:: DIRECTIONS FOR THIS TASK ::
Your answer should be every line of the records that contains the word "parent", copied as it stands.

Extracted records:
>>>

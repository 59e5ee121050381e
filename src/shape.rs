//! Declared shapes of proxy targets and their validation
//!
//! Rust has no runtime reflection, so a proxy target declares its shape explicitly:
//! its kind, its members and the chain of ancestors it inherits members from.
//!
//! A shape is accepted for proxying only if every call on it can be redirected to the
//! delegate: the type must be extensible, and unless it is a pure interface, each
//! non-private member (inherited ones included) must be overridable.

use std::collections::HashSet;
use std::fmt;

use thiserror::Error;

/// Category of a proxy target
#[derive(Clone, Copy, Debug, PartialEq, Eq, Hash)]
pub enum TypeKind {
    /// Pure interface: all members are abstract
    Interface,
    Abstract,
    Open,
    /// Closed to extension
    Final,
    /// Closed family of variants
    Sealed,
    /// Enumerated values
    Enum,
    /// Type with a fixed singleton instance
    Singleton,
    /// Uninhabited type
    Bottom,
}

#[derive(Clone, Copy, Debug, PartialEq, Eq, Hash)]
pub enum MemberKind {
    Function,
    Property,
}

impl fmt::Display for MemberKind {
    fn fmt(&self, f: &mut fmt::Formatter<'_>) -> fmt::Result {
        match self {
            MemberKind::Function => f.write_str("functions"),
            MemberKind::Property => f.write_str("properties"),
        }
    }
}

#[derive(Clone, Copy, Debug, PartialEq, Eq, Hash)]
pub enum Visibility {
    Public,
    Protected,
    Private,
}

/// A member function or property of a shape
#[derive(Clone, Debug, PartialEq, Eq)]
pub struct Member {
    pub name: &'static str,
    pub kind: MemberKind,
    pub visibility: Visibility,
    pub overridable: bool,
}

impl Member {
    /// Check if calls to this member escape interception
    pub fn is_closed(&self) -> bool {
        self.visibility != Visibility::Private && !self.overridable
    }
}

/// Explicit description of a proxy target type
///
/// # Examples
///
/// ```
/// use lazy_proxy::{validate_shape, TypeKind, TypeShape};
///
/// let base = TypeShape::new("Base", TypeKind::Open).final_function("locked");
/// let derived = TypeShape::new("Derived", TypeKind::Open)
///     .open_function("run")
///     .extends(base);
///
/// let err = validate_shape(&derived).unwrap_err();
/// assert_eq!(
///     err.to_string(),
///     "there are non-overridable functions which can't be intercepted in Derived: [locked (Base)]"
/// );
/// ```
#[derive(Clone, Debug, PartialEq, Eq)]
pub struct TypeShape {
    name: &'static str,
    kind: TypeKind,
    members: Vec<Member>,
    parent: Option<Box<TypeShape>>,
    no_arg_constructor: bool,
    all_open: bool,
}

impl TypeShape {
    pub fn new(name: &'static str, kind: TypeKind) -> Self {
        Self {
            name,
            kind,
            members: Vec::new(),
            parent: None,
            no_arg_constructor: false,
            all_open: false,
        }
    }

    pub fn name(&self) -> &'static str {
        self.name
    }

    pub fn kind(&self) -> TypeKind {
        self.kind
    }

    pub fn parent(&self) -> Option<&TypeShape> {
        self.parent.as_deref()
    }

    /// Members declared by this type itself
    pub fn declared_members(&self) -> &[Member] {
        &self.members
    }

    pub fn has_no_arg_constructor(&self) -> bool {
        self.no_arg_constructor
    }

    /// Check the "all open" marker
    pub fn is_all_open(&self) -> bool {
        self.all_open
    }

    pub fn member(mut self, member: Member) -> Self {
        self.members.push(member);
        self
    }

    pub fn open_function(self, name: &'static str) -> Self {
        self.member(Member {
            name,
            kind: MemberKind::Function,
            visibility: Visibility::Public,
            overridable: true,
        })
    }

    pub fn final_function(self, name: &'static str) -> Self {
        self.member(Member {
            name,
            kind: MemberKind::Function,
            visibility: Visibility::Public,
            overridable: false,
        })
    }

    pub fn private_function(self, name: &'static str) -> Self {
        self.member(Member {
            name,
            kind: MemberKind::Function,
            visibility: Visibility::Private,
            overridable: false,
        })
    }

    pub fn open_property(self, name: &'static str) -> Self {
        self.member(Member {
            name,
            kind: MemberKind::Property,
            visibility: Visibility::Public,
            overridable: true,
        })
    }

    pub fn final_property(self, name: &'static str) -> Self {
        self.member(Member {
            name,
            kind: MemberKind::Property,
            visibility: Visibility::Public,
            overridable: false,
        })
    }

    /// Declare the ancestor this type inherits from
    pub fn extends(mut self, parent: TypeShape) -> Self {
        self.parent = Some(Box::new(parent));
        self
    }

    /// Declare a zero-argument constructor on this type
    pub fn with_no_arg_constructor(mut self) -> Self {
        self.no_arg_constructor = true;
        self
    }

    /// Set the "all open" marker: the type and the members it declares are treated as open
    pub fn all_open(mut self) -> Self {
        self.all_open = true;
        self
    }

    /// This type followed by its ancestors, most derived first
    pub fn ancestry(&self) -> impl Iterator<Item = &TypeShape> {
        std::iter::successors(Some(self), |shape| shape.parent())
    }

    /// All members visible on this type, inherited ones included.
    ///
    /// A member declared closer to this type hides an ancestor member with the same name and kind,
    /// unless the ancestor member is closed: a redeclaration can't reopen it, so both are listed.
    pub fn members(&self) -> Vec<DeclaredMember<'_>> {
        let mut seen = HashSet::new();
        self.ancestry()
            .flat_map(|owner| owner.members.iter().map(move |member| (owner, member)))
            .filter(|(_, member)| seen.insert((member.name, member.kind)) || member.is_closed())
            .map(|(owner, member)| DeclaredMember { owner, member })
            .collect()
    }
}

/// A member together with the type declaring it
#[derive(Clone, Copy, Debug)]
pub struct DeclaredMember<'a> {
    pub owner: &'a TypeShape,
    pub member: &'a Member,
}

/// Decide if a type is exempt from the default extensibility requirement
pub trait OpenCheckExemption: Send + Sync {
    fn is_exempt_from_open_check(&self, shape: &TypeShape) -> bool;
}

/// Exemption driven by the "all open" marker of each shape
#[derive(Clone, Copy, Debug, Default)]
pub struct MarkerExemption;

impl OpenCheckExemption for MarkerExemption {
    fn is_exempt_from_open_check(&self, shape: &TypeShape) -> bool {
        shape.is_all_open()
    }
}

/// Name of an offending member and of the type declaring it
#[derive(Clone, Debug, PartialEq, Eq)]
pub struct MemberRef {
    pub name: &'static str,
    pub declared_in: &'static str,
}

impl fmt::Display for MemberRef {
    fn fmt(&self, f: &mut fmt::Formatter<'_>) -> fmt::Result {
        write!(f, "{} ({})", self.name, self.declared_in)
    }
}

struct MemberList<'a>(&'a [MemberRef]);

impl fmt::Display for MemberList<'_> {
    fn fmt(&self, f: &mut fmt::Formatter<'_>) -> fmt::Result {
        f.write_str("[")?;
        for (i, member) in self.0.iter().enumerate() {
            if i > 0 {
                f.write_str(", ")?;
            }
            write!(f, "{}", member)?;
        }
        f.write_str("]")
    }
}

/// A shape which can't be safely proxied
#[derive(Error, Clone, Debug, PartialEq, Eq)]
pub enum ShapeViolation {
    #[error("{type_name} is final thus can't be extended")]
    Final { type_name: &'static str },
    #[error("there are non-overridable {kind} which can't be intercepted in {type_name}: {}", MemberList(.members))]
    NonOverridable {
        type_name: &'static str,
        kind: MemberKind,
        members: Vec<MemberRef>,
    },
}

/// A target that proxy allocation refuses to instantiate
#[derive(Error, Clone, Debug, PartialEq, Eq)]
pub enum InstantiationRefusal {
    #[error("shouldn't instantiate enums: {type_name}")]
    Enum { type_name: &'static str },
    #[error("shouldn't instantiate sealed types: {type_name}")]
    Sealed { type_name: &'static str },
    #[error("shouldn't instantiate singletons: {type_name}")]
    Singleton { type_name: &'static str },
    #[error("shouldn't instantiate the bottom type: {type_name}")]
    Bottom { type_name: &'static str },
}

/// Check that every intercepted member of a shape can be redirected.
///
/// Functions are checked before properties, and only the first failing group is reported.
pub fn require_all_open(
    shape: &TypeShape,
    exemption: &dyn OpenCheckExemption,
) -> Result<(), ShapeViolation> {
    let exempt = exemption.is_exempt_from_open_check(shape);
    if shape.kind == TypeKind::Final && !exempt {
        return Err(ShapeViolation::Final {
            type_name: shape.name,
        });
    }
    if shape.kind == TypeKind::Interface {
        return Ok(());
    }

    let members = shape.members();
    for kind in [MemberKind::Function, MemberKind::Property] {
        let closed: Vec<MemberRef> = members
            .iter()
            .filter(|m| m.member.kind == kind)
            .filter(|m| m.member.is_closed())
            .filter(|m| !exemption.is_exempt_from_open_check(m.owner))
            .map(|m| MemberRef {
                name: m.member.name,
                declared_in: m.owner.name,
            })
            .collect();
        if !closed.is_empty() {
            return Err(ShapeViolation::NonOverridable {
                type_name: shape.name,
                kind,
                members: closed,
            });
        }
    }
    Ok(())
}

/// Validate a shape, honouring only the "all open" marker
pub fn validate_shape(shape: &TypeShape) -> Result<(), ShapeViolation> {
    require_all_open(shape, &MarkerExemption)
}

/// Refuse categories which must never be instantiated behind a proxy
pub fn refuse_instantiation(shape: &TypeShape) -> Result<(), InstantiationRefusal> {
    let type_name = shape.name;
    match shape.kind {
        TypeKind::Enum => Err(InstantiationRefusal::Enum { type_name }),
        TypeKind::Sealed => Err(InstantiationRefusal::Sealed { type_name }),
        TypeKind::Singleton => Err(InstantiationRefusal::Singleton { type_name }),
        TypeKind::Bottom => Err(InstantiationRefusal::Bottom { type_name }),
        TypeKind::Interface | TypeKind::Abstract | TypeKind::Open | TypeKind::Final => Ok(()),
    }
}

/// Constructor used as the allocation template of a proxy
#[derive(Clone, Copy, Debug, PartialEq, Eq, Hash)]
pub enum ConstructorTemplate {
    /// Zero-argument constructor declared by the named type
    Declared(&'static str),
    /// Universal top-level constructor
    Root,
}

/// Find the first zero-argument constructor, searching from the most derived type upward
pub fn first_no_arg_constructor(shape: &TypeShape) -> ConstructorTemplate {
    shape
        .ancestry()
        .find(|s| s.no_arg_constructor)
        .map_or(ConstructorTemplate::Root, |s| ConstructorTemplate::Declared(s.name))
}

<<<

:: RESULT FOR THIS TASK ::
    parent: Option<Box<TypeShape>>,
            parent: None,
    pub fn parent(&self) -> Option<&TypeShape> {
        self.parent.as_deref()
    pub fn extends(mut self, parent: TypeShape) -> Self {
        self.parent = Some(Box::new(parent));
        std::iter::successors(Some(self), |shape| shape.parent())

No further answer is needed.